From the line containing "(0..width).map(move |col| (col, row)))" to the last line of the records, reproduce every line exactly and print nothing else.

(Dataset entries)
····················

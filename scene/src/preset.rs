//! Small built-in scenes, each returned with a camera that frames it.

use crate::Scene;
use accel::{BvhConfig, Primitive};
use geometry::camera::Camera;
use geometry::{AffineTransform, BuildError};
use light::{DiffuseAreaLight, InfiniteAreaLight};
use material::{Glass, Interface, Material, Matte, Mirror, RoughGlass};
use math::hcm::{point3, vec3, Point3, Vec3};
use medium::HomogeneousMedium;
use radiometry::color::Color;
use shape::{Shape, Sphere, Triangle, TriangleMesh};
use std::f32::consts::PI;
use std::sync::Arc;
use texture::ImageMap;

pub type PresetResult = Result<(Scene, Camera), BuildError>;

/// A parallelogram made of two triangles; its front side faces `edge_u x edge_v`.
pub fn quad(origin: Point3, edge_u: Vec3, edge_v: Vec3) -> Result<Vec<Triangle>, BuildError> {
    let positions = vec![origin, origin + edge_u, origin + edge_u + edge_v, origin + edge_v];
    let uvs = vec![(0.0, 0.0), (1.0, 0.0), (1.0, 1.0), (0.0, 1.0)];
    let mesh = TriangleMesh::new(
        AffineTransform::identity(),
        positions,
        vec![[0, 1, 2], [0, 2, 3]],
        vec![],
        uvs,
    )?;
    Ok(mesh.triangles())
}

fn add_quad(
    prims: &mut Vec<Primitive>, corners: (Point3, Vec3, Vec3), mtl: &Arc<dyn Material>,
    emission: Option<Color>,
) -> Result<(), BuildError> {
    let (origin, edge_u, edge_v) = corners;
    for tri in quad(origin, edge_u, edge_v)? {
        let prim = Primitive::new(Arc::new(tri), mtl.clone());
        prims.push(match emission {
            Some(radiance) => prim.emissive(radiance)?,
            None => prim,
        });
    }
    Ok(())
}

/// A single emissive sphere in front of the camera, nothing else.
pub fn emissive_sphere(radiance: Color, resolution: (u32, u32)) -> PresetResult {
    let sphere = Sphere::from_raw((0.0, 0.0, 5.0), 1.0)?;
    let prim = Primitive::from_raw(sphere, Matte::solid(Color::gray(0.5))?).emissive(radiance)?;
    let scene = Scene::new(vec![prim], None, BvhConfig::default())?;
    let camera = Camera::new(resolution, PI / 9.0)?;
    Ok((scene, camera))
}

/// Diffuse geometry with no lights at all.
pub fn dark_sky(resolution: (u32, u32)) -> PresetResult {
    let matte: Arc<dyn Material> = Arc::new(Matte::solid(Color::gray(0.7))?);
    let mut prims = vec![Primitive::new(
        Arc::new(Sphere::from_raw((0.0, 1.0, 4.0), 1.0)?),
        matte.clone(),
    )];
    let floor = (point3(-5.0, 0.0, 0.0), vec3(0.0, 0.0, 10.0), vec3(10.0, 0.0, 0.0));
    add_quad(&mut prims, floor, &matte, None)?;
    let scene = Scene::new(prims, None, BvhConfig::default())?;
    let camera = Camera::new(resolution, PI / 4.0)?.looking_at(
        point3(0.0, 2.0, -2.0),
        point3(0.0, 1.0, 4.0),
        Vec3::Y,
    );
    Ok((scene, camera))
}

/// The camera sits at the center of a sphere of radius 10 whose inside is a Lambertian surface
/// with the given `albedo`, emitting `radiance` from both sides.
pub fn furnace(albedo: f32, radiance: f32) -> PresetResult {
    let shape: Arc<dyn Shape> = Arc::new(Sphere::from_raw((0.0, 0.0, 0.0), 10.0)?);
    let light = DiffuseAreaLight::new(Color::gray(radiance), shape.clone())?.two_sided(true);
    let prim = Primitive::new(shape, Arc::new(Matte::solid(Color::gray(albedo))?))
        .with_area_light(Arc::new(light));
    let scene = Scene::new(vec![prim], None, BvhConfig::default())?;
    let camera = Camera::new((8, 8), PI / 2.0)?;
    Ok((scene, camera))
}

/// A closed box lit by a small ceiling light, with a glass ball, a rough glass ball and a mirror
/// ball inside.
pub fn cornell_box(resolution: (u32, u32)) -> PresetResult {
    let red: Arc<dyn Material> = Arc::new(Matte::solid(Color::new(0.65, 0.05, 0.05))?);
    let green: Arc<dyn Material> = Arc::new(Matte::solid(Color::new(0.12, 0.45, 0.15))?);
    let white: Arc<dyn Material> = Arc::new(Matte::solid(Color::gray(0.73))?);

    let s = 2.0;
    let mut prims = vec![];
    #[rustfmt::skip]
    let walls = [
        ((point3(0.0, 0.0, 0.0), vec3(0.0, 0.0, s), vec3(0.0, s, 0.0)), &red),   // left
        ((point3(s, 0.0, 0.0), vec3(0.0, s, 0.0), vec3(0.0, 0.0, s)), &green),   // right
        ((point3(0.0, 0.0, 0.0), vec3(s, 0.0, 0.0), vec3(0.0, 0.0, s)), &white), // floor
        ((point3(0.0, s, 0.0), vec3(0.0, 0.0, s), vec3(s, 0.0, 0.0)), &white),   // ceiling
        ((point3(0.0, 0.0, s), vec3(0.0, s, 0.0), vec3(s, 0.0, 0.0)), &white),   // back
    ];
    for (corners, mtl) in walls {
        add_quad(&mut prims, corners, mtl, None)?;
    }
    let lamp = (point3(0.7, s - 1e-3, 0.7), vec3(0.6, 0.0, 0.0), vec3(0.0, 0.0, 0.6));
    add_quad(&mut prims, lamp, &white, Some(Color::gray(12.0)))?;

    prims.push(Primitive::from_raw(Sphere::from_raw((0.5, 0.35, 1.3), 0.35)?, Glass::new(1.5)?));
    prims.push(Primitive::from_raw(
        Sphere::from_raw((1.45, 0.35, 1.4), 0.35)?,
        RoughGlass::new(1.5, 0.3)?,
    ));
    prims.push(Primitive::from_raw(
        Sphere::from_raw((1.0, 0.25, 0.6), 0.25)?,
        Mirror::new(Color::gray(0.9))?,
    ));

    let scene = Scene::new(prims, None, BvhConfig::default())?;
    let camera = Camera::new(resolution, 0.7)?.looking_at(
        point3(1.0, 1.0, -2.5),
        point3(1.0, 1.0, 0.0),
        Vec3::Y,
    );
    Ok((scene, camera))
}

/// A ball of scattering fog, bounded by an invisible interface, standing on a floor under a
/// quad light.
pub fn foggy_ball(resolution: (u32, u32)) -> PresetResult {
    let white: Arc<dyn Material> = Arc::new(Matte::solid(Color::gray(0.6))?);
    let mut prims = vec![];
    let floor = (point3(-4.0, 0.0, -4.0), vec3(0.0, 0.0, 8.0), vec3(8.0, 0.0, 0.0));
    add_quad(&mut prims, floor, &white, None)?;
    let lamp = (point3(-1.0, 4.0, -1.0), vec3(2.0, 0.0, 0.0), vec3(0.0, 0.0, 2.0));
    add_quad(&mut prims, lamp, &white, Some(Color::gray(8.0)))?;

    let fog = HomogeneousMedium::new(Color::gray(0.05), Color::new(0.9, 0.7, 0.5), 0.3)?;
    let ball = Primitive::from_raw(Sphere::from_raw((0.0, 1.2, 0.0), 1.2)?, Interface)
        .with_medium(Arc::new(fog));
    prims.push(ball);

    let scene = Scene::new(prims, None, BvhConfig::default())?;
    let camera = Camera::new(resolution, PI / 4.0)?.looking_at(
        point3(0.0, 2.0, -5.0),
        point3(0.0, 1.0, 0.0),
        Vec3::Y,
    );
    Ok((scene, camera))
}

/// A blue-to-white sky map with a bright sun patch.
pub fn sky_map(width: usize, height: usize) -> Result<ImageMap, BuildError> {
    let sky_top = Color::new(0.5, 0.7, 1.0);
    let sky_bottom = Color::white();
    let data = (0..height)
        .flat_map(|row| (0..width).map(move |col| (col, row)))
        .map(|(col, row)| {
            // Row 0 is the +y pole.
            let y = (PI * (row as f32 + 0.5) / height as f32).cos();
            let t = (y + 1.0) * 0.5;
            let sun = col == width / 3 && row == height / 5;
            let base = sky_top * t + sky_bottom * (1.0 - t);
            if sun {
                base * 50.0
            } else {
                base
            }
        })
        .collect();
    ImageMap::new(width, height, data)
}

/// Spheres on a huge ground sphere under an environment-mapped sky.
pub fn sky_spheres(resolution: (u32, u32)) -> PresetResult {
    let prims = vec![
        Primitive::from_raw(
            Sphere::from_raw((0.0, -1000.0, 0.0), 1000.0)?,
            Matte::solid(Color::gray(0.5))?,
        ),
        Primitive::from_raw(Sphere::from_raw((0.0, 1.0, 0.0), 1.0)?, Glass::new(1.5)?),
        Primitive::from_raw(
            Sphere::from_raw((-2.2, 1.0, 0.0), 1.0)?,
            Matte::solid(Color::new(0.4, 0.2, 0.1))?,
        ),
        Primitive::from_raw(
            Sphere::from_raw((2.2, 1.0, 0.0), 1.0)?,
            Mirror::new(Color::new(0.7, 0.6, 0.5))?,
        ),
    ];
    let sky = InfiniteAreaLight::new(sky_map(64, 32)?, AffineTransform::identity())?;
    let scene = Scene::new(prims, Some(sky), BvhConfig::default())?;
    let camera = Camera::new(resolution, PI / 6.0)?.looking_at(
        point3(3.0, 2.0, -12.0),
        point3(0.0, 1.0, 0.0),
        Vec3::Y,
    );
    Ok((scene, camera))
}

····················

## RESULT BELOW
        .flat_map(|row| (0..width).map(move |col| (col, row)))
        .map(|(col, row)| {
            // Row 0 is the +y pole.
            let y = (PI * (row as f32 + 0.5) / height as f32).cos();
            let t = (y + 1.0) * 0.5;
            let sun = col == width / 3 && row == height / 5;
            let base = sky_top * t + sky_bottom * (1.0 - t);
            if sun {
                base * 50.0
            } else {
                base
            }
        })
        .collect();
    ImageMap::new(width, height, data)
}

/// Spheres on a huge ground sphere under an environment-mapped sky.
pub fn sky_spheres(resolution: (u32, u32)) -> PresetResult {
    let prims = vec![
        Primitive::from_raw(
            Sphere::from_raw((0.0, -1000.0, 0.0), 1000.0)?,
            Matte::solid(Color::gray(0.5))?,
        ),
        Primitive::from_raw(Sphere::from_raw((0.0, 1.0, 0.0), 1.0)?, Glass::new(1.5)?),
        Primitive::from_raw(
            Sphere::from_raw((-2.2, 1.0, 0.0), 1.0)?,
            Matte::solid(Color::new(0.4, 0.2, 0.1))?,
        ),
        Primitive::from_raw(
            Sphere::from_raw((2.2, 1.0, 0.0), 1.0)?,
            Mirror::new(Color::new(0.7, 0.6, 0.5))?,
        ),
    ];
    let sky = InfiniteAreaLight::new(sky_map(64, 32)?, AffineTransform::identity())?;
    let scene = Scene::new(prims, Some(sky), BvhConfig::default())?;
    let camera = Camera::new(resolution, PI / 6.0)?.looking_at(
        point3(3.0, 2.0, -12.0),
        point3(0.0, 1.0, 0.0),
        Vec3::Y,
    );
    Ok((scene, camera))
}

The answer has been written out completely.